Saturday, October 30, 2004

Another Reason Bush Must Go

One of the reasons I'm desperate to have a president who believes in science is the ongoing situation with the H5N1 strain of avian flu (see my archives for several other posts on this).

Though a recent case that was thought to be the result of human-to-human transmission turned out not to be, there's an ever-increasing danger of the virus mutating in that direction. The H5N1 death rate in humans is currently at staggering 70 percent (by contrast, the 1918 pandemic killed only about five percent of the people it infected). Even allowing for a somewhat lower death rate in first-world countries, we're facing a disease with the potential to be both as contagious and as deadly as smallpox. This is a danger that dwarfs any conceivable terrorist threat, with the possible (though far less likely) exception of an attack with bioengineered pathogens.

If the Bush administration has lifted a finger to deal with H5N1, it's news to me.
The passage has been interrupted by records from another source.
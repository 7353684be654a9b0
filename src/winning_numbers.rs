//! Where winning numbers come from.
//!
//! The pipeline only sees [`WinningNumberSource`]. The in-memory table below
//! carries the demo draw; `database::SqliteStore` serves records entered by an
//! admin or cached from the results feed.

use anyhow::Result;
use chrono::NaiveDate;
use std::collections::HashMap;

use crate::types::{DrawDate, FourDWinning, GameType, TotoWinning, WinningRecord};

pub trait WinningNumberSource {
    /// Winning numbers for one draw, or `None` when the draw is not known.
    fn lookup(&self, game_type: GameType, draw_date: &DrawDate) -> Result<Option<WinningRecord>>;
}

#[derive(Debug, Clone, Default)]
pub struct StaticWinningNumbers {
    draws: HashMap<(GameType, NaiveDate), WinningRecord>,
}

impl StaticWinningNumbers {
    pub fn new() -> Self {
        Self::default()
    }

    /// Table holding the 2026-01-20 demo draw for both games.
    pub fn with_demo_draws() -> Result<Self> {
        let draw_date = NaiveDate::from_ymd_opt(2026, 1, 20)
            .ok_or_else(|| anyhow::anyhow!("invalid demo draw date"))?;

        let mut table = Self::new();
        table.insert(
            draw_date,
            WinningRecord::Toto(TotoWinning::new(vec![1, 5, 12, 23, 34, 45])?),
        );
        table.insert(
            draw_date,
            WinningRecord::FourD(FourDWinning::new(
                "4109",
                "1234",
                "5678",
                vec!["0001".to_string(), "1111".to_string()],
                vec!["2222".to_string(), "3333".to_string()],
            )?),
        );
        Ok(table)
    }

    /// Adds or replaces the record for its game on `draw_date`.
    pub fn insert(&mut self, draw_date: NaiveDate, record: WinningRecord) {
        self.draws.insert((record.game_type(), draw_date), record);
    }
}

impl WinningNumberSource for StaticWinningNumbers {
    fn lookup(&self, game_type: GameType, draw_date: &DrawDate) -> Result<Option<WinningRecord>> {
        let Some(date) = draw_date.date() else {
            return Ok(None);
        };
        Ok(self.draws.get(&(game_type, date)).cloned())
    }
}

#[cfg(test)]
mod tests {
    use super::*;

    #[test]
    fn test_demo_draw_lookup() {
        let table = StaticWinningNumbers::with_demo_draws().unwrap();
        let date = DrawDate::Known(NaiveDate::from_ymd_opt(2026, 1, 20).unwrap());

        let toto = table.lookup(GameType::Toto, &date).unwrap().unwrap();
        assert_eq!(toto.game_type(), GameType::Toto);

        let Some(WinningRecord::FourD(four_d)) = table.lookup(GameType::FourD, &date).unwrap()
        else {
            panic!("expected 4D record");
        };
        assert_eq!(four_d.first(), "4109");
    }

    #[test]
    fn test_unknown_and_missing_dates_are_absent() {
        let table = StaticWinningNumbers::with_demo_draws().unwrap();
        assert!(table.lookup(GameType::Toto, &DrawDate::Unknown).unwrap().is_none());

        let other = DrawDate::Known(NaiveDate::from_ymd_opt(2026, 1, 21).unwrap());
        assert!(table.lookup(GameType::FourD, &other).unwrap().is_none());
    }
}
use anyhow::{Context, Result};
use std::fs;
use std::path::{Path, PathBuf};

use crate::error::CheckError;

const IMAGE_EXTENSIONS: [&str; 8] = ["png", "jpg", "jpeg", "bmp", "tif", "tiff", "webp", "gif"];

pub fn is_image_path(path: &Path) -> bool {
    path.extension()
        .and_then(|ext| ext.to_str())
        .map(|ext| IMAGE_EXTENSIONS.contains(&ext.to_lowercase().as_str()))
        .unwrap_or(false)
}

/// Image files directly inside `dir`, sorted by name.
pub fn list_ticket_images(dir: &Path) -> Result<Vec<PathBuf>> {
    let mut images = Vec::new();
    for entry in fs::read_dir(dir).with_context(|| format!("Failed to read {}", dir.display()))? {
        let path = entry?.path();
        if path.is_file() && is_image_path(&path) {
            images.push(path);
        }
    }
    images.sort();
    Ok(images)
}

/// Copies an uploaded image into `upload_dir`, keeping its file name.
pub fn store_upload(source: &Path, upload_dir: &Path) -> Result<PathBuf, CheckError> {
    if !is_image_path(source) {
        return Err(CheckError::InvalidUpload(
            "Uploaded file must be an image".to_string(),
        ));
    }
    let file_name = source
        .file_name()
        .ok_or_else(|| CheckError::InvalidUpload("Uploaded file has no name".to_string()))?;

    let destination = upload_dir.join(file_name);
    fs::create_dir_all(upload_dir)
        .and_then(|_| fs::copy(source, &destination))
        .with_context(|| format!("Failed to save uploaded image {}", source.display()))
        .map_err(CheckError::Storage)?;
    Ok(destination)
}

#[cfg(test)]
mod tests {
    use super::*;

    #[test]
    fn test_image_extensions() {
        assert!(is_image_path(Path::new("ticket.PNG")));
        assert!(is_image_path(Path::new("a/b/ticket.jpeg")));
        assert!(!is_image_path(Path::new("ticket.pdf")));
        assert!(!is_image_path(Path::new("ticket")));
    }

    #[test]
    fn test_store_upload_copies_images_only() {
        let dir = tempfile::tempdir().unwrap();
        let source = dir.path().join("ticket.png");
        fs::write(&source, b"fake image").unwrap();
        let notes = dir.path().join("notes.txt");
        fs::write(&notes, b"hello").unwrap();

        let uploads = dir.path().join("uploads");
        let saved = store_upload(&source, &uploads).unwrap();
        assert_eq!(saved, uploads.join("ticket.png"));
        assert_eq!(fs::read(&saved).unwrap(), b"fake image");

        let err = store_upload(&notes, &uploads).unwrap_err();
        assert!(matches!(err, CheckError::InvalidUpload(_)));

        let images = list_ticket_images(&uploads).unwrap();
        assert_eq!(images, vec![saved]);
    }
}
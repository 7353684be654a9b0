//! The ticket checking pipeline.
//!
//! `process_ticket_text` is the pure core: OCR text in, verdict out, with the
//! winning numbers supplied by an injected source. `TicketChecker` adds the
//! two I/O boundaries around it, reading the image and saving the result.

use anyhow::Result as AnyResult;
use serde::Serialize;
use std::path::Path;
use tracing::{debug, error, info, warn};

use crate::error::CheckError;
use crate::ocr::{TextExtractor, classify_game_type, extract_draw_date, extract_numbers_from_text};
use crate::result_checker::score_ticket;
use crate::ticket::Ticket;
use crate::types::{GameType, PrizeResult, TicketCheckRow, TicketNumbers, WinningRecord};
use crate::validation::{validate_4d_number, validate_toto_numbers};
use crate::winning_numbers::WinningNumberSource;

/// Append-only record of checked tickets.
pub trait CheckStore {
    fn save_check(&self, check: &TicketCheck) -> AnyResult<i64>;

    /// Every saved check, newest first.
    fn list_checks(&self) -> AnyResult<Vec<TicketCheckRow>>;
}

/// Outcome of checking one ticket.
#[derive(Debug, Clone, Serialize)]
pub struct TicketCheck {
    #[serde(flatten)]
    pub ticket: Ticket,
    pub winning_numbers: WinningRecord,
    pub is_winner: bool,
    pub prize_results: PrizeResult,
}

pub fn process_ticket_text(
    raw_text: &str,
    is_system_bet: bool,
    source: &dyn WinningNumberSource,
) -> Result<TicketCheck, CheckError> {
    let extracted = extract_numbers_from_text(raw_text);
    let game_type = classify_game_type(raw_text)?;
    let draw_date = extract_draw_date(raw_text);
    debug!(%game_type, %draw_date, ?extracted, "parsed OCR text");

    let numbers = match game_type {
        GameType::Toto => TicketNumbers::Toto(validate_toto_numbers(&extracted)?),
        GameType::FourD => TicketNumbers::FourD(validate_4d_number(&extracted)?),
    };
    let ticket = Ticket::with_game_type(game_type, draw_date, numbers, is_system_bet)?;

    let winning_numbers = source
        .lookup(game_type, &draw_date)
        .map_err(|e| {
            error!(%game_type, %draw_date, error = ?e, "winning number lookup failed");
            CheckError::Source(e)
        })?
        .ok_or_else(|| {
            warn!(%game_type, %draw_date, "winning numbers not available");
            CheckError::LookupMiss {
                game_type,
                draw_date,
            }
        })?;

    let prize_results = score_ticket(&ticket, &winning_numbers)?;
    let is_winner = prize_results.is_winner();
    info!(%game_type, %draw_date, is_winner, "ticket checked");

    Ok(TicketCheck {
        ticket,
        winning_numbers,
        is_winner,
        prize_results,
    })
}

/// Runs the pipeline with its I/O capabilities attached.
pub struct TicketChecker<'a> {
    ocr: &'a dyn TextExtractor,
    source: &'a dyn WinningNumberSource,
    store: &'a dyn CheckStore,
}

impl<'a> TicketChecker<'a> {
    pub fn new(
        ocr: &'a dyn TextExtractor,
        source: &'a dyn WinningNumberSource,
        store: &'a dyn CheckStore,
    ) -> Self {
        Self { ocr, source, store }
    }

    /// OCR the image, check the ticket and save the result.
    pub fn check_image(
        &self,
        image_path: &Path,
        is_system_bet: bool,
    ) -> Result<(i64, TicketCheck), CheckError> {
        let raw_text = self.ocr.extract_text(image_path).map_err(|e| {
            error!(image = %image_path.display(), error = ?e, "OCR failed");
            CheckError::Ocr(e)
        })?;
        self.check_text(&raw_text, is_system_bet)
    }

    /// Check already recognized text and save the result.
    pub fn check_text(
        &self,
        raw_text: &str,
        is_system_bet: bool,
    ) -> Result<(i64, TicketCheck), CheckError> {
        let check = process_ticket_text(raw_text, is_system_bet, self.source)?;
        let id = self.store.save_check(&check).map_err(|e| {
            error!(error = ?e, "failed to save ticket check");
            CheckError::Storage(e)
        })?;
        Ok((id, check))
    }

    pub fn history(&self) -> Result<Vec<TicketCheckRow>, CheckError> {
        self.store.list_checks().map_err(|e| {
            error!(error = ?e, "failed to load ticket history");
            CheckError::Storage(e)
        })
    }
}

#[cfg(test)]
mod tests {
    use super::*;
    use crate::types::{DrawDate, FourDCategory};
    use crate::winning_numbers::StaticWinningNumbers;
    use chrono::NaiveDate;
    use serde_json::json;

    fn source() -> StaticWinningNumbers {
        StaticWinningNumbers::with_demo_draws().unwrap()
    }

    #[test]
    fn test_toto_ticket_end_to_end() {
        let text = "SINGAPORE POOLS TOTO\nDraw 20/01/2026\nA. 01 05 12 23 34 45 07";
        let check = process_ticket_text(text, false, &source()).unwrap();

        assert_eq!(check.ticket.game_type(), GameType::Toto);
        assert_eq!(
            check.ticket.draw_date(),
            DrawDate::Known(NaiveDate::from_ymd_opt(2026, 1, 20).unwrap())
        );
        // 20 and 1 from the date line are valid TOTO numbers and are kept.
        assert_eq!(
            check.ticket.numbers(),
            &TicketNumbers::Toto(vec![20, 1, 5, 12, 23, 34, 45, 7])
        );
        assert!(check.is_winner);
        let PrizeResult::Toto(counts) = &check.prize_results else {
            panic!("expected TOTO result");
        };
        assert_eq!(counts.get(6), 1);
    }

    #[test]
    fn test_four_d_ticket_end_to_end() {
        let text = "4D Big\nDRAW DATE 2026-01-20\n1234";
        let check = process_ticket_text(text, false, &source()).unwrap();
        assert_eq!(check.ticket.numbers(), &TicketNumbers::FourD("1234".into()));
        assert_eq!(
            check.prize_results,
            PrizeResult::FourD {
                prize_category: Some(FourDCategory::Second)
            }
        );

        let value = serde_json::to_value(&check).unwrap();
        assert_eq!(value["game_type"], json!("4D"));
        assert_eq!(value["numbers"], json!(["1234"]));
        assert_eq!(value["winning_numbers"]["first"], json!("4109"));
        assert_eq!(value["prize_results"], json!({"prize_category": "second"}));
        assert_eq!(value["is_winner"], json!(true));
    }

    #[test]
    fn test_unknown_date_is_a_lookup_miss() {
        let text = "4D ticket 4109";
        let err = process_ticket_text(text, false, &source()).unwrap_err();
        assert!(matches!(
            err,
            CheckError::LookupMiss {
                game_type: GameType::FourD,
                draw_date: DrawDate::Unknown
            }
        ));
        assert_eq!(err.status_code(), 404);
    }

    #[test]
    fn test_unclassifiable_text() {
        let err = process_ticket_text("01 02 03 04 05 06 07", false, &source()).unwrap_err();
        assert!(matches!(err, CheckError::Classification));
    }

    #[test]
    fn test_pipeline_is_idempotent() {
        let text = "TOTO 2026-01-20 03 05 12 23 40 41 42";
        let first = process_ticket_text(text, true, &source()).unwrap();
        let second = process_ticket_text(text, true, &source()).unwrap();

        assert_eq!(
            serde_json::to_string(&first.prize_results).unwrap(),
            serde_json::to_string(&second.prize_results).unwrap()
        );
        assert_eq!(first.is_winner, second.is_winner);
    }
}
The WHO and governments around the world are calling for a massive stockpiling of H5N1 vaccine, but BushCo's response - if it exists - is very low-key indeed. I find no evidence that the administration has addressed the problem at all.

The current US vaccine shortage directly affects the likelihood of H5N1 mutation. While spontaneous mutation is always possible, there's an additional danger of mutation from human co-infection with human and avian flu viruses. That means that it's essential to inoculate poultry workers in poorer countries like Vietnam, where birds and people are crowded together in filthy conditions. But such countries have almost no human flu vaccines available. And with flu season beginning in the US and Europe, and huge shortfalls in vaccine production, there's none to spare for them.

As influential as game theory is supposed to be among the economic elite - and as well known as the Prisoner's Dilemma is - the basic lessons don't seem to have taken hold. You cannot allow the Invisible Hand to make public-health decisions; it doesn't work, and it never will. The temptation to cut costs and corners in public health, and to take huge risks in order to maintain the bottom line, is a recipe for disaster, but it's a course the free market tends to favor strongly.

There still may be time to mitigate the situation by stockpiling vaccines and anti-virals, but that'd take huge amounts of money and coordination, and that would take intelligent, engaged, focused leadership by the United States. This issue alone is reason enough to vote for John Kerry, who is at least capable of understanding the issue, whether or not he does at the moment. Bush doesn't and can't understand issues like these, and neither does anyone around him. This is just one more reason why we can't afford - and might not survive - four more years of BushCo.

1 comment:

Anonymous said...

The 'economic elite' don't much give a damn, because they think money enhances their own immune systems, and that really is all the farther ahead they think. They can't concieve of a world that won't have poor people for them to use, either.

And the whole thing reminds me of Poe's "Masque of the Red Death", which I'm going to have to find and see if I remember it correctly from junior high English.